Tuesday’s violence followed a bloody incursion a day earlier by Israeli forces at the Jenin refugee camp, where seven Palestinians were killed and at least 90 were wounded in scenes not seen since the second Intifada uprising more than 20 years ago.

In Jenin on Wednesday, girls in school uniforms carried the body of their classmate who was killed in the Israeli army raid. Sadil Naghnaghiya, 15, died from gunshot wounds suffered during the hours-long attack, the Palestinian health ministry said.

Palestinian residents of Turmus Ayya, known for its large number of US citizens, were seething and in shock after the settler violence.

Streets were littered with uprooted trees, charred yard furniture and skeletons of burned-out vehicles. At least one house was completely engulfed in flames, the living room blackened, and furniture reduced to ashes.

“It was terrifying. We just saw mobs of people in the streets, masked, armed,” said Mohammed Suleiman, a 56-year-old Palestinian American who lives in Chicago and was visiting his hometown.

He said his brother, who is currently in Chicago, owns one of the burned homes.

Suleiman blamed the Israeli military for failing to de-escalate the situation, saying soldiers turned their weapons on Palestinian residents instead of rioters marching into the town with guns and petrol bombs, throwing fuel and setting alight everything in their path.

“[The army] was literally clearing the way for them,” Suleiman said.

Abdulkarim Abdulkarim, 44, a resident of Ohio, said his family’s four cars were destroyed and their house damaged. “We feel totally unsafe,” he said, visibly shaken. “They call us terrorists, but here you have terrorism supported by the government.”
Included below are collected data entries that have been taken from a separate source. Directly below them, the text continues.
//! Tracing and logging setup shared by the library and the `jury` binary.

/// Tracing configuration (filters, formats).
pub mod tracing;

pub use self::tracing::{LogFormat, UnknownLogFormat};

/// Initialize process-wide observability with the library default filter.
///
/// This is safe to call multiple times; subsequent calls become no-ops.
pub fn init(format: LogFormat) {
    self::tracing::init(format, "info");
}
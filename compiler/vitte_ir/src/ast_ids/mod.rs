//! AST identity allocator.
//!
//! Two independent sub-allocators for one compilation unit:
//!
//! - a monotonic [`NodeId`] counter (0 is never issued)
//! - a [`Symbol`] table for identifier text, backed by its own arena
//!
//! [`AstIds::reset`] only rewinds the node counter. Symbols survive a reset so
//! re-running passes over the same unit does not duplicate identifier storage.

use std::fmt;

use crate::arena::{Arena, ArenaConfig};
use crate::intern::{InternError, InternIndex, InternTable};

/// Identity of an AST node within a compilation unit.
#[derive(Copy, Clone, Eq, PartialEq, Hash, PartialOrd, Ord)]
pub struct NodeId(u32);

impl NodeId {
    /// Never handed out by the allocator.
    pub const INVALID: NodeId = NodeId(0);

    #[inline]
    pub const fn raw(self) -> u32 {
        self.0
    }

    #[inline]
    pub const fn is_valid(self) -> bool {
        self.0 != 0
    }
}

impl fmt::Debug for NodeId {
    fn fmt(&self, f: &mut fmt::Formatter<'_>) -> fmt::Result {
        if self.is_valid() {
            write!(f, "NodeId({})", self.0)
        } else {
            write!(f, "NodeId::INVALID")
        }
    }
}

/// Interned identifier text, local to one compilation unit.
#[derive(Copy, Clone, Eq, PartialEq, Hash, PartialOrd, Ord)]
pub struct Symbol(u32);

impl Symbol {
    /// Reserved; never returned by interning.
    pub const INVALID: Symbol = Symbol(0);

    #[inline]
    pub const fn raw(self) -> u32 {
        self.0
    }

    #[inline]
    pub const fn is_valid(self) -> bool {
        self.0 != 0
    }
}

impl InternIndex for Symbol {
    #[inline]
    fn from_raw(raw: u32) -> Self {
        Symbol(raw)
    }

    #[inline]
    fn raw(self) -> u32 {
        self.0
    }
}

impl fmt::Debug for Symbol {
    fn fmt(&self, f: &mut fmt::Formatter<'_>) -> fmt::Result {
        write!(f, "Symbol({})", self.0)
    }
}

/// Failure to issue an identity.
#[derive(Debug, Clone, PartialEq, Eq, thiserror::Error)]
pub enum IdError {
    /// Every `NodeId` up to `u32::MAX` has been issued since the last reset.
    #[error("node id space exhausted after {issued} ids")]
    Exhausted { issued: u32 },
    #[error(transparent)]
    Intern(#[from] InternError),
}

/// Node-id counter plus per-unit symbol table.
pub struct AstIds {
    /// Next id to hand out; `0` once the counter is exhausted.
    next: u32,
    arena: Arena,
    symbols: InternTable<Symbol>,
}

impl Default for AstIds {
    fn default() -> Self {
        Self::new()
    }
}

impl AstIds {
    pub fn new() -> Self {
        Self::with_config(ArenaConfig::default())
    }

    pub fn with_config(config: ArenaConfig) -> Self {
        AstIds {
            next: 1,
            arena: Arena::with_config(config),
            symbols: InternTable::new(),
        }
    }

    /// Issue the next node id.
    ///
    /// Ids are strictly increasing from 1. After `u32::MAX` has been issued
    /// the allocator refuses further ids until [`AstIds::reset`] instead of
    /// wrapping around onto ids that are still in use.
    pub fn next_id(&mut self) -> Result<NodeId, IdError> {
        if self.next == 0 {
            return Err(IdError::Exhausted { issued: u32::MAX });
        }
        let id = NodeId(self.next);
        self.next = self.next.checked_add(1).unwrap_or(0);
        Ok(id)
    }

    /// Number of ids issued since construction or the last reset.
    pub fn issued(&self) -> u32 {
        if self.next == 0 {
            u32::MAX
        } else {
            self.next - 1
        }
    }

    /// Restart node ids at 1. Interned symbols are kept.
    pub fn reset(&mut self) {
        tracing::debug!(issued = self.issued(), "ast ids reset");
        self.next = 1;
    }

    /// Intern identifier text.
    pub fn intern_symbol(&mut self, text: &str) -> Result<Symbol, IdError> {
        Ok(self.symbols.intern(&mut self.arena, text.as_bytes())?)
    }

    /// Look up a symbol without inserting it.
    pub fn find_symbol(&self, text: &str) -> Option<Symbol> {
        self.symbols.get(&self.arena, text.as_bytes())
    }

    /// Text of a symbol; `None` for [`Symbol::INVALID`] or a foreign symbol.
    pub fn symbol_text(&self, symbol: Symbol) -> Option<&str> {
        self.symbols
            .resolve(&self.arena, symbol)
            .and_then(|b| std::str::from_utf8(b).ok())
    }

    /// Number of distinct symbols.
    pub fn symbol_count(&self) -> usize {
        self.symbols.len()
    }

    #[cfg(test)]
    fn starting_at(next: u32) -> Self {
        AstIds {
            next,
            ..AstIds::new()
        }
    }
}

impl fmt::Debug for AstIds {
    fn fmt(&self, f: &mut fmt::Formatter<'_>) -> fmt::Result {
        f.debug_struct("AstIds")
            .field("issued", &self.issued())
            .field("symbols", &self.symbols.len())
            .finish()
    }
}

// Size assertions to prevent accidental regressions
mod size_asserts {
    use super::{NodeId, Symbol};
    crate::static_assert_size!(NodeId, 4);
    crate::static_assert_size!(Symbol, 4);
}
INTERACTIVE: Occupied West Bank - Jordan Valley Sept 12 2019

‘Heinous crime’

The settler attacks brought back memories of a rampage in February in which dozens of cars and homes were torched in the town of Huwara after the killing of two Israeli brothers by a Palestinian gunman.

Palestinian organizations condemned the violence in Turmus Ayya.

“The attack by flocks of heavily armed terrorist settlers on our Palestinian villages and towns and terrorising the unarmed citizens constitutes a dangerous escalation and a heinous crime that is carried out with incitement and support of the fascist occupation government, which bears full responsibility for its repercussions,” Hamas, which governs the Gaza Strip, said in a statement.

For its part, the Fatah party, which leads the Palestinian Authority, called on Palestinians “to confront the systematic settler attacks that are carried out with the complicity of the occupation army”, stressing that the violence demonstrates the escalatory aims of the Israeli government, which is made up of “hardened settlers and extremists”.

Palestinian Islamic Jihad spokesman Jihad Selmi said illegal settlements are a “legitimate target for the resistance” and described the Israeli attacks as “escalating terrorism”.

The Israeli military had no immediate comment.